PROMPT. Show all lines containing "assert" from the data below.

Dataset entries
== == ==
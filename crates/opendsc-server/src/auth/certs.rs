//! Client certificate parsing
//!
//! The node identity is the SHA-256 fingerprint of the certificate's
//! subjectPublicKeyInfo, lowercase hex. The mTLS terminator passes the
//! verified client certificate as a URL-encoded PEM header; registration
//! and rotation requests carry the PEM in the JSON body.

use chrono::{DateTime, TimeZone, Utc};
use sha2::{Digest, Sha256};
use x509_parser::prelude::*;

use opendsc_core::{Error, Result};

/// Fields extracted from a client certificate
#[derive(Debug, Clone)]
pub struct ParsedCertificate {
    /// SHA-256 of the subjectPublicKeyInfo, lowercase hex
    pub fingerprint: String,
    /// Subject distinguished name
    pub subject: String,
    pub not_before: DateTime<Utc>,
    pub not_after: DateTime<Utc>,
}

/// Parse a PEM-encoded certificate
pub fn parse_certificate_pem(pem: &str) -> Result<ParsedCertificate> {
    let (_, parsed_pem) = parse_x509_pem(pem.as_bytes())
        .map_err(|e| Error::Validation(format!("invalid certificate PEM: {}", e)))?;
    let cert = parsed_pem
        .parse_x509()
        .map_err(|e| Error::Validation(format!("invalid certificate: {}", e)))?;

    let mut hasher = Sha256::new();
    hasher.update(cert.public_key().raw);
    let fingerprint = hex::encode(hasher.finalize());

    Ok(ParsedCertificate {
        fingerprint,
        subject: cert.subject().to_string(),
        not_before: timestamp(cert.validity().not_before)?,
        not_after: timestamp(cert.validity().not_after)?,
    })
}

fn timestamp(time: ASN1Time) -> Result<DateTime<Utc>> {
    Utc.timestamp_opt(time.timestamp(), 0)
        .single()
        .ok_or_else(|| Error::Validation("certificate validity out of range".into()))
}

/// Decode the URL-encoded PEM a TLS terminator puts in a header
pub fn decode_cert_header(raw: &str) -> Result<String> {
    let bytes = raw.as_bytes();
    let mut out = Vec::with_capacity(bytes.len());
    let mut i = 0;
    while i < bytes.len() {
        match bytes[i] {
            b'%' => {
                let hi = hex_digit(bytes.get(i + 1).copied())?;
                let lo = hex_digit(bytes.get(i + 2).copied())?;
                out.push(hi * 16 + lo);
                i += 3;
            }
            b'+' => {
                out.push(b' ');
                i += 1;
            }
            b => {
                out.push(b);
                i += 1;
            }
        }
    }
    String::from_utf8(out).map_err(|_| Error::Validation("certificate header is not UTF-8".into()))
}

fn hex_digit(byte: Option<u8>) -> Result<u8> {
    match byte {
        Some(b @ b'0'..=b'9') => Ok(b - b'0'),
        Some(b @ b'a'..=b'f') => Ok(b - b'a' + 10),
        Some(b @ b'A'..=b'F') => Ok(b - b'A' + 10),
        _ => Err(Error::Validation("invalid percent escape".into())),
    }
}

#[cfg(test)]
mod tests {
    use super::*;

    #[test]
    fn test_decode_cert_header() {
        let decoded = decode_cert_header(
            "-----BEGIN%20CERTIFICATE-----%0AMIIB%0A-----END%20CERTIFICATE-----%0A",
        )
        .unwrap();
        assert!(decoded.starts_with("-----BEGIN CERTIFICATE-----\n"));
        assert!(decoded.contains("MIIB"));
    }

    #[test]
    fn test_decode_rejects_bad_escape() {
        assert!(decode_cert_header("abc%zz").is_err());
        assert!(decode_cert_header("abc%0").is_err());
    }

    #[test]
    fn test_parse_rejects_garbage() {
        assert!(parse_certificate_pem("not a certificate").is_err());
    }
}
== == ==
YOUR RESPONSE.
        assert!(decoded.starts_with("-----BEGIN CERTIFICATE-----\n"));
        assert!(decoded.contains("MIIB"));
        assert!(decode_cert_header("abc%zz").is_err());
        assert!(decode_cert_header("abc%0").is_err());
        assert!(parse_certificate_pem("not a certificate").is_err());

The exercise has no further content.